The Financial Times reported on Monday that the EU was considering a proposal to allow Russia's Agricultural Bank to set up a subsidiary that could connect to the Swift network, from which it was cut off after its invasion of Ukraine.

But Russian Foreign Ministry spokeswoman Maria Zakharova dismissed the idea as “deliberately unworkable”, saying it would take many months to set up such a unit and another three months to connect to the payments system.

Moscow has repeatedly threatened to withdraw from the deal that allows grain to sail from blockaded Ukrainian ports on the Black Sea, providing a critical lifeline for global food supplies.

Russia briefly left the agreement in October after an attack on its fleet in the area.

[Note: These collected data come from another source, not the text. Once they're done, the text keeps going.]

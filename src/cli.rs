use std::ffi::OsString;
use std::path::PathBuf;

use clap::error::ErrorKind;
use clap::{Args, CommandFactory, Parser, Subcommand};

const KEYS: &str = "Keys: j/k move, space play/pause, l like, c comments, i type, Enter send,
      s share, o open, p profile, r retry, q quit";

/// Reels-TUI - Scroll, like and comment on short videos from the terminal.
#[derive(Parser, Debug)]
#[command(name = "reels-tui")]
#[command(version, about, long_about = None, after_help = KEYS)]
pub struct Cli {
    /// Browse built-in sample reels without a server
    #[arg(long)]
    pub offline: bool,

    /// Use a different config file
    #[arg(long, global = true, value_name = "PATH")]
    pub config: Option<PathBuf>,

    #[command(subcommand)]
    pub command: Option<Commands>,
}

#[derive(Subcommand, Debug)]
pub enum Commands {
    /// Sign in (password from REELS_PASSWORD or stdin)
    Login { email: String },

    /// Forget the stored session
    Logout,

    /// Create an account and send a verification email
    Register { email: String },

    /// Confirm an email address
    Verify { token: String },

    /// Upload a reel
    Upload(UploadArgs),

    /// Print a user's profile and videos
    Profile { user: String },

    /// Save the service base URL to the config file
    Server { url: String },
}

#[derive(Args, Debug, Clone, PartialEq)]
pub struct UploadArgs {
    /// Vertical MP4/WebM/MOV clip, at most 100 MB
    #[arg(long, value_name = "PATH")]
    pub video: PathBuf,

    /// JPEG/PNG/WebP cover image, at most 5 MB
    #[arg(long, value_name = "PATH")]
    pub thumbnail: PathBuf,

    #[arg(long)]
    pub title: String,

    #[arg(long)]
    pub description: String,

    /// Clip length in seconds when the media host can't tell
    #[arg(long, value_name = "SECS")]
    pub duration: Option<f64>,
}

/// Parses arguments including the program name. `--offline` only applies to the feed.
pub fn parse_from<I, T>(args: I) -> Result<Cli, clap::Error>
where
    I: IntoIterator<Item = T>,
    T: Into<OsString> + Clone,
{
    let cli = Cli::try_parse_from(args)?;
    if cli.offline && cli.command.is_some() {
        return Err(Cli::command().error(
            ErrorKind::ArgumentConflict,
            "--offline only applies to the feed and can't be combined with a subcommand",
        ));
    }
    Ok(cli)
}

#[cfg(test)]
mod tests {
    use super::*;

    fn parse(args: &[&str]) -> Result<Cli, clap::Error> {
        parse_from(std::iter::once("reels-tui").chain(args.iter().copied()))
    }

    #[test]
    fn no_arguments_opens_the_feed() {
        let cli = parse(&[]).unwrap();
        assert!(cli.command.is_none());
        assert!(!cli.offline);

        let cli = parse(&["--offline", "--config", "/tmp/r.yaml"]).unwrap();
        assert!(cli.offline);
        assert_eq!(cli.config, Some(PathBuf::from("/tmp/r.yaml")));
    }

    #[test]
    fn config_is_accepted_after_a_subcommand() {
        let cli = parse(&["login", "sam@example.com", "--config", "c.yaml"]).unwrap();
        assert_eq!(cli.config, Some(PathBuf::from("c.yaml")));
        match cli.command {
            Some(Commands::Login { email }) => assert_eq!(email, "sam@example.com"),
            other => panic!("unexpected command: {other:?}"),
        }
    }

    #[test]
    fn upload_collects_all_flags() {
        let cli = parse(&[
            "upload",
            "--video",
            "clip.mp4",
            "--thumbnail",
            "cover.png",
            "--title",
            "Sunset",
            "--description",
            "Golden hour",
            "--duration",
            "42.5",
        ])
        .unwrap();
        let Some(Commands::Upload(args)) = cli.command else {
            panic!("expected upload");
        };
        assert_eq!(
            args,
            UploadArgs {
                video: PathBuf::from("clip.mp4"),
                thumbnail: PathBuf::from("cover.png"),
                title: "Sunset".into(),
                description: "Golden hour".into(),
                duration: Some(42.5),
            }
        );
    }

    #[test]
    fn flag_names_are_not_taken_as_values() {
        let err = parse(&[
            "upload",
            "--title",
            "--video",
            "clip.mp4",
            "--thumbnail",
            "cover.png",
            "--description",
            "d",
        ])
        .unwrap_err();
        assert_ne!(err.kind(), ErrorKind::DisplayHelp);
        assert_eq!(err.exit_code(), 2);
    }

    #[test]
    fn upload_requires_a_description() {
        let err = parse(&[
            "upload",
            "--video",
            "clip.mp4",
            "--thumbnail",
            "cover.png",
            "--title",
            "Sunset",
        ])
        .unwrap_err();
        assert_eq!(err.kind(), ErrorKind::MissingRequiredArgument);
        assert!(err.to_string().contains("--description"));
    }

    #[test]
    fn offline_with_a_subcommand_is_rejected() {
        let err = parse(&["--offline", "login", "sam@example.com"]).unwrap_err();
        assert_eq!(err.kind(), ErrorKind::ArgumentConflict);
        assert_eq!(err.exit_code(), 2);
    }

    #[test]
    fn bad_duration_is_rejected() {
        let err = parse(&[
            "upload",
            "--video",
            "a.mp4",
            "--thumbnail",
            "b.png",
            "--title",
            "t",
            "--description",
            "d",
            "--duration",
            "long",
        ])
        .unwrap_err();
        assert_eq!(err.kind(), ErrorKind::ValueValidation);
    }

    #[test]
    fn cli_definition_is_consistent() {
        Cli::command().debug_assert();
    }
}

The UN has expressed increasing worry the grain deal and an agreement on fuel exports will not be renewed, even suggesting officials may travel to Russia in a bid to salvage the agreement.

"We will consider going to Moscow in the days that are left but that has not been confirmed yet," Rebeca Grynspan, head of the UN's trade and development agency, told reporters in Geneva on Wednesday.

"No doubt we are worried because the two agreements signed in Istanbul are very important for food security and for the developing countries in the global south.

"We need both, to continue bringing prices down and have stable markets of food and fertilisers in the world ... they remain our main concern and we hope that we can ensure their extension for the benefit of the most vulnerable countries and the most vulnerable people in the world."

Ms Zakharova also rejected a UN attempt to create an alternative payment channel between the bank, also known as Rosselkhozbank, and JP Morgan.

“There is no real replacement for Swift, and cannot be,” she said on Tuesday.

Earlier this week, Russia said there was no reason for the deal to continue beyond July 17, as it cited unmet demands, including those concerning grain and fertiliser exports.

The UN says the deal allows grain to be shipped to 45 countries around the globe and is “a lifeline for global food security”.

An end to the deal would spell disaster for many poorer nations, aid agencies have warned, particularly in Africa, where famine and food insecurity are already rife.